- Task to complete: Read through the lines below for the string "validator" and copy each one that has it.

+--

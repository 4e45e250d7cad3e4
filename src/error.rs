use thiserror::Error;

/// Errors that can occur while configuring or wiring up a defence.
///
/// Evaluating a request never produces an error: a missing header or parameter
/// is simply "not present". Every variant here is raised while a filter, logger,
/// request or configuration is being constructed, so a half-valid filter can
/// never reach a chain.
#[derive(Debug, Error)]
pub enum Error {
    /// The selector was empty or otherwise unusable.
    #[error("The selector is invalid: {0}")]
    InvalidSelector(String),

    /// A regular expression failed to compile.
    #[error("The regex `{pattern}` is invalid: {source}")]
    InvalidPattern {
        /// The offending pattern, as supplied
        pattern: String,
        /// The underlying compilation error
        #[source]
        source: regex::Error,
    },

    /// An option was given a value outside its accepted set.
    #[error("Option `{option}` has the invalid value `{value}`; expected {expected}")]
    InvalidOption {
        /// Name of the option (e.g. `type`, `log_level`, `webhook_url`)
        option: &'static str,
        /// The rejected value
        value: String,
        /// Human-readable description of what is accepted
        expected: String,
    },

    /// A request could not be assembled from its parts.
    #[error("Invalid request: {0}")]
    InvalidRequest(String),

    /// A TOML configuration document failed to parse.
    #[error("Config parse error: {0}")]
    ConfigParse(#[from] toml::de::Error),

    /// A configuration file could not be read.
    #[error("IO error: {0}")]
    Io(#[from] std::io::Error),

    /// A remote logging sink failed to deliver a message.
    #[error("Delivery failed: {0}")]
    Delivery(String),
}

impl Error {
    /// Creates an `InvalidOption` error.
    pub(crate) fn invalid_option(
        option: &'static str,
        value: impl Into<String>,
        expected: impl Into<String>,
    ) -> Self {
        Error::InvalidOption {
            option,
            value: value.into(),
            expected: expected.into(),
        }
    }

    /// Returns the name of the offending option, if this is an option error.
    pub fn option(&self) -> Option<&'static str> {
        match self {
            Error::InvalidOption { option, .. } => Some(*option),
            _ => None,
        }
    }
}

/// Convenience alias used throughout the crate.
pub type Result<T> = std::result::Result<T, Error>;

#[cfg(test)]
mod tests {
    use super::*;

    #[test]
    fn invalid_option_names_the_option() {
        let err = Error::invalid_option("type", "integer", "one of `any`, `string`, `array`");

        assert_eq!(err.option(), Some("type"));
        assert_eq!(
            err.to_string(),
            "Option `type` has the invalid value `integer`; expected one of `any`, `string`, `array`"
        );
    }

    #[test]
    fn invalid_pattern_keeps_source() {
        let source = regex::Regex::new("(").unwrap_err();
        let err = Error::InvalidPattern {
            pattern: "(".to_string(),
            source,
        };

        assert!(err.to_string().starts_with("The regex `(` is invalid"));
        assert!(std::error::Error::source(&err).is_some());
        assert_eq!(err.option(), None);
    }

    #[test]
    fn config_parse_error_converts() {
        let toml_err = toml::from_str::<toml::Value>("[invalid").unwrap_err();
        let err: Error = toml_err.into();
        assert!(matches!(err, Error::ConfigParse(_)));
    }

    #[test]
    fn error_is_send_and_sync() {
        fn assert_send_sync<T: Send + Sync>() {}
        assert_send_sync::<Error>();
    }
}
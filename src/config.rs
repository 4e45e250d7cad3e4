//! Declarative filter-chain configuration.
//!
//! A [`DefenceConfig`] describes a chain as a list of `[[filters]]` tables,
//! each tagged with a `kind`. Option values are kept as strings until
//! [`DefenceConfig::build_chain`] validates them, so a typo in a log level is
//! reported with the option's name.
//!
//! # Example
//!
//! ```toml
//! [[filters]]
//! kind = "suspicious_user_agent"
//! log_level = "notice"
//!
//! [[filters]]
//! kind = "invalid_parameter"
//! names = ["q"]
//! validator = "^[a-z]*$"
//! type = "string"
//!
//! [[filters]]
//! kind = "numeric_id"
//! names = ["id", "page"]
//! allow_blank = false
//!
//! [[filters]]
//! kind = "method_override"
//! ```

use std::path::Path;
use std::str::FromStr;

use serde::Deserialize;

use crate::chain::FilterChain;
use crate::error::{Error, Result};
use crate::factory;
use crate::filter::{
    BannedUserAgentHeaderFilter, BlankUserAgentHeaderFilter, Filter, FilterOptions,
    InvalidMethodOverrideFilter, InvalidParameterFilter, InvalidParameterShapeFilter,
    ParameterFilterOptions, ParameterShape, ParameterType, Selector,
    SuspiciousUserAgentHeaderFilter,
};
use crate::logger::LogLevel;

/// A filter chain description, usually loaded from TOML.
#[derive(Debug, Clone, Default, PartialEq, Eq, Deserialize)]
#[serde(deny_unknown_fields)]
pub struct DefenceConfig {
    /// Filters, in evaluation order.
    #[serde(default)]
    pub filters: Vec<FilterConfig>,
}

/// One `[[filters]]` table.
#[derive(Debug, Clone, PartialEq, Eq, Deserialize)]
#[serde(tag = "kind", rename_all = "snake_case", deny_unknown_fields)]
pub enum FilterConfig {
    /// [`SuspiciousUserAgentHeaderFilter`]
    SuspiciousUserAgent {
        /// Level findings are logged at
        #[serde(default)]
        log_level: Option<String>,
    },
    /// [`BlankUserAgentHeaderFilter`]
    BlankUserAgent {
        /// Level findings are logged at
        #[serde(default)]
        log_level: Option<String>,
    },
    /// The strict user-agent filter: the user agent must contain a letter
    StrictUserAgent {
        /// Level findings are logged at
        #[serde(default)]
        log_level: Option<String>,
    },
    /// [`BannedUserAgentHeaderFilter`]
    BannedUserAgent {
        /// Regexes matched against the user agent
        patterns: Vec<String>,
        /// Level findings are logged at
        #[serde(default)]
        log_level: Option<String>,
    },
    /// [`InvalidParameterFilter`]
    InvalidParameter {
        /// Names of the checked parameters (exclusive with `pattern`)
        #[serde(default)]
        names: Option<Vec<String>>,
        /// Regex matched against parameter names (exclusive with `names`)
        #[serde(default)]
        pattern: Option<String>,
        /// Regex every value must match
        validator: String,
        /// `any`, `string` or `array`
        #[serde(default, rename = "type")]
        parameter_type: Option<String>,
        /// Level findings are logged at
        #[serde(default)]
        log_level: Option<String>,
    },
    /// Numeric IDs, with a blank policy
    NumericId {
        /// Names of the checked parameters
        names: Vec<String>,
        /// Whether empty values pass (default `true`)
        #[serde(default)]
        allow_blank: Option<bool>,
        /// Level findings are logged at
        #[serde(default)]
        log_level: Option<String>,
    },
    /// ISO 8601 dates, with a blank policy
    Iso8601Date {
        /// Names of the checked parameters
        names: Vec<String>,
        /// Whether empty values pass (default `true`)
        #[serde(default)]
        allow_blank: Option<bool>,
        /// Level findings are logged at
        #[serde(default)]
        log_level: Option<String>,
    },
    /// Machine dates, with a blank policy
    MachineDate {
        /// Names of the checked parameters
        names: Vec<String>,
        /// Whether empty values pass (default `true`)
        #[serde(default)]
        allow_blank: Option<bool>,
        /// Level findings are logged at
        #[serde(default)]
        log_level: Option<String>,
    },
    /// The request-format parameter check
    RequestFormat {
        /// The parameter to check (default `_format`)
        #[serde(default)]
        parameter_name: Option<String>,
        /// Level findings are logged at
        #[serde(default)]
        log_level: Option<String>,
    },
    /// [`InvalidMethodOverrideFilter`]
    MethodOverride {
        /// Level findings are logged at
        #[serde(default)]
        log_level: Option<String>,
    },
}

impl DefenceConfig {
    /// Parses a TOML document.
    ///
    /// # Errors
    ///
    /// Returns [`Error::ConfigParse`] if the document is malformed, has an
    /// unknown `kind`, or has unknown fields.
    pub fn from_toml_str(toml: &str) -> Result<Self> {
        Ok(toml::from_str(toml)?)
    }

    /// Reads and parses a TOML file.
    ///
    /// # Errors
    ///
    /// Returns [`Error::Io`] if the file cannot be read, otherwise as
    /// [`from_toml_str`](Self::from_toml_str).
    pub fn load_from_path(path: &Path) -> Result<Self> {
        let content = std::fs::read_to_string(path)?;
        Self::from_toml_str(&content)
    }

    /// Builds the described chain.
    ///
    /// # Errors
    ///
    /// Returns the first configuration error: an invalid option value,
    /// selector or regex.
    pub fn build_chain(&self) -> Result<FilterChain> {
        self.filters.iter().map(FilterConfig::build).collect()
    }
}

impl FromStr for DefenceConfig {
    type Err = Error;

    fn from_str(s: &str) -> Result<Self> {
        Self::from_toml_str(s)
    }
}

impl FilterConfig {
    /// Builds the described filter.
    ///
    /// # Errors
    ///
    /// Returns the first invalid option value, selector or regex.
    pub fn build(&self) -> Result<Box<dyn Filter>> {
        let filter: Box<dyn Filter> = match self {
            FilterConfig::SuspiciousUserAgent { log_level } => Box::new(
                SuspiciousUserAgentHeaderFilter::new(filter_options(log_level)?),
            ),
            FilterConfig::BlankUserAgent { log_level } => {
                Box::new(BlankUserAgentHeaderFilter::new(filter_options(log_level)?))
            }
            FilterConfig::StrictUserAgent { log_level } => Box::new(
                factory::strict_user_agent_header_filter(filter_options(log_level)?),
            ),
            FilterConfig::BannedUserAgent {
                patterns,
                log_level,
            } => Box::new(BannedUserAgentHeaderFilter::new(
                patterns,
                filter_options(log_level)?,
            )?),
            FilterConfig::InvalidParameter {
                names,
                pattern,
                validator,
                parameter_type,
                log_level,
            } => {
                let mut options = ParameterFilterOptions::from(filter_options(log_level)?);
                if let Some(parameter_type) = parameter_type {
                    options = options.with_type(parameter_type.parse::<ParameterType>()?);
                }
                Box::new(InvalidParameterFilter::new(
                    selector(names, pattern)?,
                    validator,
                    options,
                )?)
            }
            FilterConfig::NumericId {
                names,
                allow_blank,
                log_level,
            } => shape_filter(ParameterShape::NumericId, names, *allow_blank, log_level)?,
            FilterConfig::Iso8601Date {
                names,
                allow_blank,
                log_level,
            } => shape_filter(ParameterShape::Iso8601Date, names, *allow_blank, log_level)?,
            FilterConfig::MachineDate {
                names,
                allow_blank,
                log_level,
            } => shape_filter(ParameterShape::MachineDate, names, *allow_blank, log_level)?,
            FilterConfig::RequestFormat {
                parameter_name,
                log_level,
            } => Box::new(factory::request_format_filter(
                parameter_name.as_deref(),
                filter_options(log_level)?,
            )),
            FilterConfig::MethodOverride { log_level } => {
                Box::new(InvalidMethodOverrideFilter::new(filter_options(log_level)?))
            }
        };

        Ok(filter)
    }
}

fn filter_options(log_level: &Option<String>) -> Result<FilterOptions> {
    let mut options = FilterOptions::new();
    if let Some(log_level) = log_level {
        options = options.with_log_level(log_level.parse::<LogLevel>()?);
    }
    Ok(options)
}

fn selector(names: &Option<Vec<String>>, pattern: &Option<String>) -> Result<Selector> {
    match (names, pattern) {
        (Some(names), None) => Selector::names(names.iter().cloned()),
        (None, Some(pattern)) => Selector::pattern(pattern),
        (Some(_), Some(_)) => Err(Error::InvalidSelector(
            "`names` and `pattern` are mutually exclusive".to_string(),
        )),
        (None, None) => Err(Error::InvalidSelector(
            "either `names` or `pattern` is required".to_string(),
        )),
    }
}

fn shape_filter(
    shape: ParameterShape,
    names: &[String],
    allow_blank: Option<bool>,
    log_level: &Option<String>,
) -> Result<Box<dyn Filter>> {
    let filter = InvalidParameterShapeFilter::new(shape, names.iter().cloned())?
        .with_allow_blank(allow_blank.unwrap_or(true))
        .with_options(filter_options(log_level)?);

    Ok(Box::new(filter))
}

+--

- Answer section:
//! validator = "^[a-z]*$"
        validator: String,
                validator,
                    validator,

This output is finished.